The plaintiff's attorney had taken every proper step to obtain the attendance of Doctor Crescente, although defendant argues that the subpoena should have been served earlier than it was. The trial began on Tuesday morning; the subpoena had been served on Monday. On Friday mornings, it is customary to make up the trial list for the following week and we assume that was done in this case. Administrative Rule A18. But there is always some uncertainty just when an action will be reached for trial. A case ahead of it
[11 NJSuper Page 389]
on the list may unexpectedly be settled or may take longer to try than anticipated. We cannot say the attorney was negligent in waiting until Monday before serving the subpoena. Counsel states that the doctor had been told earlier of the imminence of the trial. We also note that the doctor's office was on Madison Avenue in Paterson, not far from the court house.
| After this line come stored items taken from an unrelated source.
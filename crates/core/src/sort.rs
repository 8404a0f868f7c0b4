//! Sort directive parsing for listing endpoints.
//!
//! Clients pass repeatable `sort` query parameters of the form `+field`
//! (ascending) or `-field` (descending). Tokens with any other shape are
//! dropped without error; the order of the surviving tokens is the
//! composite sort order, primary key first.

/// Sort direction for one key.
#[derive(Debug, Clone, Copy, PartialEq, Eq)]
pub enum Direction {
    Asc,
    Desc,
}

impl Direction {
    /// The SQL keyword for this direction.
    pub fn as_sql(self) -> &'static str {
        match self {
            Direction::Asc => "ASC",
            Direction::Desc => "DESC",
        }
    }
}

/// One parsed sort directive.
#[derive(Debug, Clone, PartialEq, Eq)]
pub struct SortKey {
    pub field: String,
    pub direction: Direction,
}

/// Parse raw sort tokens into ordered sort keys.
///
/// `+name` sorts ascending on `name`, `-name` descending. Tokens without a
/// leading sign (including empty strings and a bare `+`/`-`) are discarded
/// silently. Duplicate fields are passed through unchanged; the store's
/// behavior for repeated keys governs the outcome.
pub fn parse_sort(tokens: &[String]) -> Vec<SortKey> {
    tokens
        .iter()
        .filter_map(|token| {
            let (direction, field) = match token.strip_prefix('+') {
                Some(rest) => (Direction::Asc, rest),
                None => match token.strip_prefix('-') {
                    Some(rest) => (Direction::Desc, rest),
                    None => return None,
                },
            };
            if field.is_empty() {
                return None;
            }
            Some(SortKey {
                field: field.to_string(),
                direction,
            })
        })
        .collect()
}

#[cfg(test)]
mod tests {
    use super::*;

    fn tokens(raw: &[&str]) -> Vec<String> {
        raw.iter().map(|s| s.to_string()).collect()
    }

    #[test]
    fn ascending_and_descending() {
        let keys = parse_sort(&tokens(&["+title", "-release_date"]));
        assert_eq!(keys.len(), 2);
        assert_eq!(keys[0].field, "title");
        assert_eq!(keys[0].direction, Direction::Asc);
        assert_eq!(keys[1].field, "release_date");
        assert_eq!(keys[1].direction, Direction::Desc);
    }

    #[test]
    fn unsigned_tokens_are_dropped() {
        let keys = parse_sort(&tokens(&["title", "+name", "rating"]));
        assert_eq!(keys.len(), 1);
        assert_eq!(keys[0].field, "name");
    }

    #[test]
    fn order_among_valid_tokens_is_preserved() {
        let keys = parse_sort(&tokens(&["junk", "-b", "more junk", "+a", "-c"]));
        let fields: Vec<&str> = keys.iter().map(|k| k.field.as_str()).collect();
        assert_eq!(fields, ["b", "a", "c"]);
    }

    #[test]
    fn bare_sign_is_dropped() {
        assert!(parse_sort(&tokens(&["+", "-", ""])).is_empty());
    }

    #[test]
    fn duplicates_pass_through() {
        let keys = parse_sort(&tokens(&["+name", "-name"]));
        assert_eq!(keys.len(), 2);
        assert_eq!(keys[0].field, "name");
        assert_eq!(keys[1].field, "name");
    }

    #[test]
    fn empty_input_yields_no_ordering() {
        assert!(parse_sort(&[]).is_empty());
    }
}
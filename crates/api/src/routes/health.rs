use axum::extract::State;
use axum::{routing::get, Json, Router};
use serde::Serialize;

use crate::state::AppState;

/// Health check response payload.
#[derive(Serialize)]
pub struct HealthResponse {
    /// Overall service status.
    pub status: &'static str,
    /// Crate version from Cargo.toml.
    pub version: &'static str,
    /// Whether the database is reachable.
    pub db_healthy: bool,
}

/// GET /health -- returns service and database health.
async fn health_check(State(state): State<AppState>) -> Json<HealthResponse> {
    let db_healthy = filmclub_db::health_check(&state.pool).await.is_ok();

    let status = if db_healthy { "ok" } else { "degraded" };

    Json(HealthResponse {
        status,
        version: env!("CARGO_PKG_VERSION"),
        db_healthy,
    })
}

/// Mount health check routes at the server root.
pub fn router() -> Router<AppState> {
    Router::new().route("/health", get(health_check))
}
//! Route tree assembly.

pub mod assessment;
pub mod health;
pub mod movie;
pub mod user;

use axum::Router;

use crate::state::AppState;

/// Build the resource route tree (mounted at the server root).
pub fn api_routes() -> Router<AppState> {
    Router::new()
        .nest("/users", user::router())
        .nest("/movies", movie::router())
        .nest("/assessments", assessment::router())
}
//! Shared helpers for HTTP-level integration tests.
//!
//! Requests go straight to the router via `tower::ServiceExt::oneshot`,
//! so tests exercise the same middleware stack production uses without a
//! TCP listener.

#![allow(dead_code)]

use std::sync::Arc;

use axum::body::Body;
use axum::http::{Method, Request};
use axum::response::Response;
use axum::Router;
use http_body_util::BodyExt;
use sqlx::PgPool;
use tower::ServiceExt;

use filmclub_api::config::ServerConfig;
use filmclub_api::router::build_app_router;
use filmclub_api::state::AppState;

/// Build a test `ServerConfig` with safe defaults.
pub fn test_config() -> ServerConfig {
    ServerConfig {
        host: "127.0.0.1".to_string(),
        port: 0,
        cors_origins: vec!["http://localhost:5173".to_string()],
        request_timeout_secs: 30,
        shutdown_timeout_secs: 30,
    }
}

/// Build the full application router with all middleware layers, using the
/// given database pool.
pub fn build_test_app(pool: PgPool) -> Router {
    let config = test_config();
    let state = AppState {
        pool,
        config: Arc::new(config.clone()),
    };
    build_app_router(state, &config)
}

pub async fn get(app: Router, uri: &str) -> Response {
    send(app, Method::GET, uri, None).await
}

pub async fn delete(app: Router, uri: &str) -> Response {
    send(app, Method::DELETE, uri, None).await
}

pub async fn post_json(app: Router, uri: &str, body: serde_json::Value) -> Response {
    send(app, Method::POST, uri, Some(body)).await
}

pub async fn put_json(app: Router, uri: &str, body: serde_json::Value) -> Response {
    send(app, Method::PUT, uri, Some(body)).await
}

pub async fn patch_json(app: Router, uri: &str, body: serde_json::Value) -> Response {
    send(app, Method::PATCH, uri, Some(body)).await
}

async fn send(app: Router, method: Method, uri: &str, body: Option<serde_json::Value>) -> Response {
    let builder = Request::builder().method(method).uri(uri);
    let request = match body {
        Some(json) => builder
            .header("content-type", "application/json")
            .body(Body::from(json.to_string()))
            .unwrap(),
        None => builder.body(Body::empty()).unwrap(),
    };
    app.oneshot(request).await.unwrap()
}

/// Collect a response body as JSON.
pub async fn body_json(response: Response) -> serde_json::Value {
    let bytes = response.into_body().collect().await.unwrap().to_bytes();
    serde_json::from_slice(&bytes).unwrap()
}

/// All `Link` header values of a response.
pub fn link_headers(response: &Response) -> Vec<String> {
    response
        .headers()
        .get_all("link")
        .iter()
        .map(|v| v.to_str().unwrap().to_string())
        .collect()
}

/// Find the URL for one relation among a response's `Link` headers.
pub fn link_for<'a>(links: &'a [String], rel: &str) -> Option<&'a str> {
    let suffix = format!("; rel=\"{rel}\"");
    links.iter().find_map(|link| {
        link.strip_suffix(&suffix)
            .map(|rest| rest.trim_start_matches('<').trim_end_matches('>'))
    })
}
We think the trial judge should have granted an adjournment, or otherwise have aided plaintiff in her dilemma. Of course, the handling of problems of this sort fall within the discretion of the trial court. Heinz v. Atlantic Stages , 113 N.J.L. 321 (E. & A. 1934). The appellate court should not interfere unless it appears that appellant has suffered an injustice. Wait v. Krewson , 59 N.J.L. 71 (Sup. Ct. 1896). "The inquiry in all cases is whether injustice has been done." Ogden v. Gibbons , 5 N.J.L. 612 (*518), at 626 (*531) (Sup. Ct. 1819). In our opinion, the substantial rights of plaintiff were infringed by the action of the court, as a result of which she was unable fully to present her case. A new trial should be granted. Carlo v. Okonite Cable Co. , 2 N.J. Super. 122 (App. Div. 1949); affirmed, 3 N.J. 253 (1949). We must never forget that courts exist for the sole purpose of rendering justice according to law. No eagerness to expedite business, or to utilize fully the court's time, should be permitted to interfere with our high duty of administering justice in the individual case.
The judgment is reversed. Costs will abide the outcome of the new trial.